A PACDC event. September 17, 2018 Category: FeaturedLongMethod

Disclosures

This essay originally appeared in the National Alliance of Community Economic Development Associations' (NACEDA) "Talking Values: Soulful Conversations within Community Economic Development" publication.
Martin Luther King, Jr. once said … no, wait. They’ve heard and read that one before.

Supreme Court Justice Thurgood Marshall had this to say … no, too long. Besides, there are just enough reformed lawyers in community development to make this joke not funny. How about the poet, Maya Angelou? … no, no, no, too esoteric. Why is this so hard?

Oh wait, that’s right. The reason it’s so hard to talk about community development’s relationship to social justice and racial equity is that the very idea of it — the history and the effects of it — speaks to the sector’s creation as a radical and aggressive response to America’s social and racial justice fight.

We (the collective WE of resident volunteers, CDC staffers, funders and government officials) have been too close to the fight to see what is really around us and how what we are doing is nation building (wait, nation healing?) at its very essence. We are continuing the fight at the block, city park, community meeting and neighborhood levels.

The work of our member organizations is guerilla warfare and targeted drone deployment while also being neighborhood block party and kids’ magic show. For us and for our members, it’s more of the same — but it isn’t.
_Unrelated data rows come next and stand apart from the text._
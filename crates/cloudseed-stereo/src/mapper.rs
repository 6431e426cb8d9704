//! Normalized → physical parameter mapping and stereo dispatch.
//!
//! [`physical_value`] is the formula table: one conversion per
//! [`ParamKind`], selected statically by [`Parameter::kind`]. Float to
//! integer conversions truncate toward zero and saturate at the `i32` range
//! (NaN becomes 0), so out-of-range inputs degrade instead of failing.
//!
//! | Parameter | Physical value |
//! |-----------|----------------|
//! | `PreDelay`, `TapLength`, `LineDelay` | `trunc(v * 0.5 * sr)` samples |
//! | `DiffusionDelay`, `PostDiffusionDelay` | `trunc(v * 0.05 * sr)` samples |
//! | `TapCount` | `trunc(v * 100)` |
//! | `DiffusionStages`, `PostDiffusionStages` | `1 + trunc(v * 3.999)` |
//! | `LineCount` | `1 + trunc(v * 11.999)` |
//! | `DiffusionEnabled`, `PostDiffusionEnabled` | `v >= 0.5` |
//! | gains and output levels | `decade(v)` |
//! | `HighPass` | `20 + octave(v) * 980` Hz |
//! | `LowPass` | `400 + octave(v) * 19600` Hz |
//! | `PostLowShelfFrequency` | `octave(v) * 1000` Hz |
//! | `PostHighShelfFrequency`, `PostCutoffFrequency` | `octave(v) * 20000` Hz |
//! | `DiffuserModRate`, `LineModRate` | `decade(v) * 10` Hz |
//! | seeds | `trunc(v * 1_000_000)` |
//! | everything else | `v` |

use std::collections::BTreeMap;

use cloudseed_core::{
    CurveKind, EngineError, ParamKind, ParamValue, Parameter, ResponseCurve, ReverbEngine,
};

use crate::{Channel, StereoError, StereoReverb};

/// Offset added to the right channel's seeds.
pub const SEED_DECORRELATION: i32 = 1_000_000;

/// Physical value of `param` for the normalized value `normalized`.
///
/// Pure: the result depends only on the arguments.
///
/// # Example
///
/// ```rust
/// use cloudseed_stereo::{physical_value, ParamValue, Parameter, ResponseTable};
///
/// let v = physical_value(Parameter::PreDelay, 1.0, 48000.0, &ResponseTable);
/// assert_eq!(v, ParamValue::Int(24000));
///
/// let v = physical_value(Parameter::TapCount, 1.0, 48000.0, &ResponseTable);
/// assert_eq!(v, ParamValue::Int(100));
/// ```
pub fn physical_value<C>(param: Parameter, normalized: f64, sample_rate: f64, curve: &C) -> ParamValue
where
    C: ResponseCurve + ?Sized,
{
    let v = normalized;
    match param.kind() {
        ParamKind::Linear => ParamValue::Float(v),
        ParamKind::Duration { max_seconds } => ParamValue::Int((v * max_seconds * sample_rate) as i32),
        ParamKind::Count { min, scale } => ParamValue::Int(min.saturating_add((v * scale) as i32)),
        ParamKind::Toggle => ParamValue::Bool(v >= 0.5),
        ParamKind::Gain => ParamValue::Float(curve.map(v, CurveKind::DecadeSpan)),
        ParamKind::Frequency { low_hz, span_hz } => {
            ParamValue::Float(low_hz + curve.map(v, CurveKind::OctaveSpan) * span_hz)
        }
        ParamKind::Rate { max_hz } => ParamValue::Float(curve.map(v, CurveKind::DecadeSpan) * max_hz),
        ParamKind::Seed => ParamValue::Int((v * ParamKind::SEED_SCALE) as i32),
    }
}

/// Right-channel variant of a left-channel physical value.
///
/// Seed values are shifted by [`SEED_DECORRELATION`] (saturating); every
/// other value is returned unchanged.
pub fn decorrelate(param: Parameter, value: ParamValue) -> ParamValue {
    match value {
        ParamValue::Int(seed) if param.is_seed() => {
            ParamValue::Int(seed.saturating_add(SEED_DECORRELATION))
        }
        other => other,
    }
}

/// `(left, right)` physical values of `param` for `normalized`.
pub fn stereo_values<C>(
    param: Parameter,
    normalized: f64,
    sample_rate: f64,
    curve: &C,
) -> (ParamValue, ParamValue)
where
    C: ResponseCurve + ?Sized,
{
    let left = physical_value(param, normalized, sample_rate, curve);
    (left, decorrelate(param, left))
}

impl<E: ReverbEngine, C: ResponseCurve> StereoReverb<E, C> {
    /// `(left, right)` physical values the engines receive for the current
    /// state of `param`.
    pub fn physical(&self, param: Parameter) -> (ParamValue, ParamValue) {
        stereo_values(param, self.store.get(param), self.sample_rate, &self.curve)
    }

    /// Stores a normalized value and pushes its physical values to both engines.
    ///
    /// The update is all-or-nothing. If the left engine refuses the value the
    /// store is rolled back. If the right engine refuses it, the left engine
    /// is sent the physical value of the previous normalized value and the
    /// store is rolled back. In both cases the engine error is returned.
    ///
    /// If the left engine also refuses its previous value, the result is
    /// [`StereoError::RollbackFailed`]: the store is rolled back but the left
    /// engine keeps the new value while the right keeps the old one.
    pub fn set_parameter(&mut self, param: Parameter, value: f64) -> Result<(), StereoError> {
        let previous = self.store.get(param);
        let (left, right) = stereo_values(param, value, self.sample_rate, &self.curve);
        let previous_left = physical_value(param, previous, self.sample_rate, &self.curve);

        self.store.set(param, value);
        if let Err(err) = self.push(param, left, right, Some(previous_left)) {
            self.store.set(param, previous);
            return Err(err);
        }

        #[cfg(feature = "tracing")]
        tracing::trace!(%param, value, ?left, ?right, "parameter dispatched");
        Ok(())
    }

    /// [`set_parameter`](Self::set_parameter) by index.
    ///
    /// Out-of-range indices are ignored and return `Ok(false)`.
    pub fn set_parameter_at(&mut self, index: usize, value: f64) -> Result<bool, StereoError> {
        match Parameter::from_index(index) {
            Some(param) => self.set_parameter(param, value).map(|()| true),
            None => Ok(false),
        }
    }

    /// Changes the sample rate and re-sends every duration parameter, whose
    /// length in samples depends on it.
    ///
    /// If an engine refuses a re-sent value the change is undone: the old rate
    /// is restored and the durations already re-sent are sent again at the old
    /// rate. The refusal is returned, or [`StereoError::RollbackFailed`] if an
    /// engine also refuses an old value.
    pub fn set_sample_rate(&mut self, sample_rate: f64) -> Result<(), StereoError> {
        let old_rate = self.sample_rate;
        self.sample_rate = sample_rate;

        for (resent, param) in Parameter::iter().filter(|p| p.is_duration()).enumerate() {
            let v = self.store.get(param);
            let (left, right) = stereo_values(param, v, sample_rate, &self.curve);
            let previous_left = physical_value(param, v, old_rate, &self.curve);
            if let Err(err) = self.push(param, left, right, Some(previous_left)) {
                self.sample_rate = old_rate;
                return Err(match (self.restore_durations(resent), err) {
                    (Err((param, rollback)), StereoError::Engine { channel, source }) => {
                        StereoError::RollbackFailed {
                            channel,
                            source,
                            param,
                            rollback,
                        }
                    }
                    (_, err) => err,
                });
            }
        }

        #[cfg(feature = "tracing")]
        tracing::debug!(old_rate, sample_rate, "sample rate changed");
        Ok(())
    }

    /// Re-sends every parameter's physical values in index order.
    ///
    /// Useful after constructing the facade, or after swapping engine state.
    /// Unlike [`set_parameter`](Self::set_parameter) this is not atomic: the
    /// facade does not know what the engines held before, so nothing is
    /// undone. On the first refusal the error is returned and the remaining
    /// parameters are not sent. If the right engine refused, the left engine
    /// already holds the refused parameter's value.
    pub fn refresh(&mut self) -> Result<(), StereoError> {
        for param in Parameter::iter() {
            let (left, right) = self.physical(param);
            self.push(param, left, right, None)?;
        }
        Ok(())
    }

    /// Merges a name → normalized value mapping, typically a decoded program.
    ///
    /// Recognized names are applied through [`set_parameter`](Self::set_parameter)
    /// in index order; parameters absent from `values` are left alone and
    /// unknown names are skipped. Stops at the first engine failure, leaving
    /// earlier parameters applied. Returns the number of parameters set.
    pub fn apply(&mut self, values: &BTreeMap<String, f64>) -> Result<usize, StereoError> {
        let mut applied = 0;
        for param in Parameter::iter() {
            if let Some(&value) = values.get(param.name()) {
                self.set_parameter(param, value)?;
                applied += 1;
            }
        }
        Ok(applied)
    }

    /// Pushes `left` then `right`. If the right push fails and `previous_left`
    /// is given, it is re-sent to the left engine so both channels stay in step.
    fn push(
        &mut self,
        param: Parameter,
        left: ParamValue,
        right: ParamValue,
        previous_left: Option<ParamValue>,
    ) -> Result<(), StereoError> {
        if let Err(source) = self.left.set_parameter(param, left) {
            #[cfg(feature = "tracing")]
            tracing::warn!(%param, ?left, error = %source, "left engine refused parameter");
            return Err(StereoError::engine(Channel::Left, source));
        }

        if let Err(source) = self.right.set_parameter(param, right) {
            #[cfg(feature = "tracing")]
            tracing::warn!(%param, ?right, error = %source, "right engine refused parameter");

            if let Some(previous) = previous_left
                && let Err(rollback) = self.left.set_parameter(param, previous)
            {
                #[cfg(feature = "tracing")]
                tracing::warn!(%param, error = %rollback, "left engine rollback failed");
                return Err(StereoError::RollbackFailed {
                    channel: Channel::Right,
                    source,
                    param,
                    rollback,
                });
            }
            return Err(StereoError::engine(Channel::Right, source));
        }
        Ok(())
    }

    /// Sends the first `count` duration parameters again at the current rate.
    /// Stops at the first refusal.
    fn restore_durations(&mut self, count: usize) -> Result<(), (Parameter, EngineError)> {
        for param in Parameter::iter().filter(|p| p.is_duration()).take(count) {
            let (left, right) = self.physical(param);
            self.left
                .set_parameter(param, left)
                .and_then(|()| self.right.set_parameter(param, right))
                .map_err(|rollback| {
                    #[cfg(feature = "tracing")]
                    tracing::warn!(%param, error = %rollback, "duration rollback failed");
                    (param, rollback)
                })?;
        }
        Ok(())
    }
}
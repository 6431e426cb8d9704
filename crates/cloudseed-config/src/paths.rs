//! Platform-specific locations for program files.
//!
//! # Directory Structure
//!
//! - **User programs**: `~/.config/cloudseed/programs/` (Linux),
//!   `~/Library/Application Support/cloudseed/programs/` (macOS),
//!   `%APPDATA%\cloudseed\programs\` (Windows)
//!
//! # Example
//!
//! ```rust,no_run
//! use cloudseed_config::paths;
//!
//! println!("User programs: {:?}", paths::user_programs_dir());
//!
//! if let Some(path) = paths::find_program("large_hall") {
//!     println!("Found program at: {:?}", path);
//! }
//! ```

use std::path::{Path, PathBuf};

use crate::PresetError;

const APP_NAME: &str = "cloudseed";

const PROGRAMS_SUBDIR: &str = "programs";

/// File extension of program documents.
pub const PROGRAM_EXTENSION: &str = "json";

/// Returns the user-specific programs directory.
///
/// Falls back to `./cloudseed/programs` if the config directory cannot be
/// determined.
pub fn user_programs_dir() -> PathBuf {
    dirs::config_dir()
        .unwrap_or_else(|| PathBuf::from("."))
        .join(APP_NAME)
        .join(PROGRAMS_SUBDIR)
}

/// Ensures the user programs directory exists and returns it.
///
/// # Errors
///
/// Returns [`PresetError::CreateDir`] if the directory cannot be created.
pub fn ensure_user_programs_dir() -> Result<PathBuf, PresetError> {
    let dir = user_programs_dir();
    if !dir.exists() {
        std::fs::create_dir_all(&dir).map_err(|e| PresetError::create_dir(&dir, e))?;
    }
    Ok(dir)
}

/// Lists program files in `dir`, sorted by path.
///
/// Returns an empty vector if the directory doesn't exist or can't be read.
pub fn list_programs_in(dir: &Path) -> Vec<PathBuf> {
    let Ok(entries) = std::fs::read_dir(dir) else {
        return Vec::new();
    };

    let mut programs: Vec<PathBuf> = entries
        .filter_map(Result::ok)
        .map(|entry| entry.path())
        .filter(|path| path.is_file() && has_program_extension(path))
        .collect();
    programs.sort();
    programs
}

/// Lists program files in the user programs directory.
pub fn list_user_programs() -> Vec<PathBuf> {
    list_programs_in(&user_programs_dir())
}

/// Finds a program file by name or path.
///
/// `name` is first tried as a path; otherwise it is looked up in the user
/// programs directory, with `.json` appended if missing.
pub fn find_program(name: &str) -> Option<PathBuf> {
    find_program_in(name, &user_programs_dir())
}

pub(crate) fn find_program_in(name: &str, dir: &Path) -> Option<PathBuf> {
    let path = PathBuf::from(name);
    if path.is_file() {
        return Some(path);
    }

    let candidate = if has_program_extension(&path) {
        dir.join(name)
    } else {
        dir.join(format!("{name}.{PROGRAM_EXTENSION}"))
    };
    candidate.is_file().then_some(candidate)
}

/// Program name from a file path (the file stem).
///
/// ```rust
/// use cloudseed_config::paths::program_name_from_path;
/// use std::path::Path;
///
/// let name = program_name_from_path(Path::new("/path/to/large_hall.json"));
/// assert_eq!(name.as_deref(), Some("large_hall"));
/// ```
pub fn program_name_from_path(path: &Path) -> Option<String> {
    path.file_stem()
        .and_then(|s| s.to_str())
        .map(str::to_string)
}

fn has_program_extension(path: &Path) -> bool {
    path.extension().is_some_and(|ext| ext == PROGRAM_EXTENSION)
}
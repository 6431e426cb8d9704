//! Per-channel reverb engine interface.
//!
//! The stereo facade drives two independent [`ReverbEngine`] instances, one
//! per channel. The engine owns all DSP state (delay lines, diffusers,
//! filters, modulation); the facade only tells it what physical parameter
//! values to use and feeds it blocks of audio.
//!
//! ## Design Decisions
//!
//! - **Engine-owned output**: an engine renders into its own buffer of
//!   [`buffer_size`](ReverbEngine::buffer_size) samples, and the caller copies
//!   the first `n` samples out after each block. This keeps the hot path free
//!   of allocation on both sides.
//!
//! - **Fallible parameter pushes**: engines may refuse a value (wrong value
//!   shape, unsupported control). The facade uses the error to keep the left
//!   and right channels in lockstep.

use core::fmt;

use crate::{ParamValue, Parameter};

/// A single-channel reverb processor.
///
/// # Example
///
/// ```rust
/// use cloudseed_core::{EngineError, ParamValue, Parameter, ReverbEngine};
///
/// /// Scales its input by the `DryOut` level.
/// struct DryOnly {
///     level: f64,
///     output: Vec<f64>,
/// }
///
/// impl ReverbEngine for DryOnly {
///     fn set_parameter(&mut self, param: Parameter, value: ParamValue) -> Result<(), EngineError> {
///         if param == Parameter::DryOut {
///             match value {
///                 ParamValue::Float(level) => self.level = level,
///                 other => return Err(EngineError::ValueType { param, value: other }),
///             }
///         }
///         Ok(())
///     }
///
///     fn process(&mut self, input: &[f64]) {
///         for (out, x) in self.output.iter_mut().zip(input) {
///             *out = x * self.level;
///         }
///     }
///
///     fn output(&self) -> &[f64] {
///         &self.output
///     }
/// }
///
/// let mut engine = DryOnly { level: 1.0, output: vec![0.0; 4] };
/// engine.set_parameter(Parameter::DryOut, ParamValue::Float(0.5)).unwrap();
/// engine.process(&[1.0, 1.0]);
/// assert_eq!(&engine.output()[..2], &[0.5, 0.5]);
/// ```
pub trait ReverbEngine {
    /// Applies a physical value for `param`.
    fn set_parameter(&mut self, param: Parameter, value: ParamValue) -> Result<(), EngineError>;

    /// Renders one block. `input.len()` never exceeds [`buffer_size`](Self::buffer_size).
    ///
    /// After this call the first `input.len()` samples of
    /// [`output`](Self::output) hold the rendered block.
    fn process(&mut self, input: &[f64]);

    /// The engine's output buffer.
    fn output(&self) -> &[f64];

    /// Largest block the engine accepts, in samples.
    ///
    /// Defaults to the length of the output buffer.
    fn buffer_size(&self) -> usize {
        self.output().len()
    }

    /// Clears delay lines and filter history without touching parameters.
    ///
    /// Default does nothing.
    fn clear_buffers(&mut self) {}
}

/// Errors an engine reports when refusing a parameter value.
#[derive(Debug, Clone, Copy, PartialEq)]
pub enum EngineError {
    /// The engine has no use for this parameter.
    Unsupported(Parameter),
    /// The value has the wrong shape for this parameter.
    ValueType {
        /// Parameter being set.
        param: Parameter,
        /// Value that was refused.
        value: ParamValue,
    },
    /// The engine cannot apply the value in its current state.
    Rejected {
        /// Parameter being set.
        param: Parameter,
        /// Value that was refused.
        value: ParamValue,
    },
}

impl EngineError {
    /// Parameter the failed push was for.
    pub fn parameter(&self) -> Parameter {
        match self {
            EngineError::Unsupported(param)
            | EngineError::ValueType { param, .. }
            | EngineError::Rejected { param, .. } => *param,
        }
    }
}

impl fmt::Display for EngineError {
    fn fmt(&self, f: &mut fmt::Formatter<'_>) -> fmt::Result {
        match self {
            Self::Unsupported(param) => write!(f, "parameter {param} is not supported"),
            Self::ValueType { param, value } => write!(
                f,
                "parameter {param} does not accept a {} value",
                value.type_name()
            ),
            Self::Rejected { param, value } => {
                write!(f, "parameter {param} rejected value {value}")
            }
        }
    }
}

#[cfg(feature = "std")]
impl std::error::Error for EngineError {}

#[cfg(test)]
mod tests {
    use super::*;

    struct Fixed {
        output: [f64; 8],
    }

    impl ReverbEngine for Fixed {
        fn set_parameter(&mut self, param: Parameter, _: ParamValue) -> Result<(), EngineError> {
            Err(EngineError::Unsupported(param))
        }
        fn process(&mut self, input: &[f64]) {
            self.output[..input.len()].copy_from_slice(input);
        }
        fn output(&self) -> &[f64] {
            &self.output
        }
    }

    #[test]
    fn default_buffer_size_is_output_len() {
        let engine = Fixed { output: [0.0; 8] };
        assert_eq!(engine.buffer_size(), 8);
    }

    #[test]
    fn error_reports_parameter() {
        let mut engine = Fixed { output: [0.0; 8] };
        let err = engine
            .set_parameter(Parameter::LineOut, ParamValue::Float(1.0))
            .unwrap_err();
        assert_eq!(err.parameter(), Parameter::LineOut);
    }

    #[test]
    fn display() {
        let err = EngineError::ValueType {
            param: Parameter::TapCount,
            value: ParamValue::Float(0.5),
        };
        assert_eq!(
            err.to_string(),
            "parameter TapCount does not accept a float value"
        );
        let err = EngineError::Rejected {
            param: Parameter::CombSeed,
            value: ParamValue::Int(12),
        };
        assert_eq!(err.to_string(), "parameter CombSeed rejected value 12");
        assert_eq!(
            EngineError::Unsupported(Parameter::HighPass).to_string(),
            "parameter HighPass is not supported"
        );
    }
}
Most particularly now, we need to see our work for what it is as we seek to build new voices (new weapons and battlegrounds?) for the future.

Have you ever noticed that the most vital and valued things in our lives are the places and people we ignore or forget about until they are under threat or are gone completely — like your old neighborhood and beloved granny, or the field of community development and maybe even democracy?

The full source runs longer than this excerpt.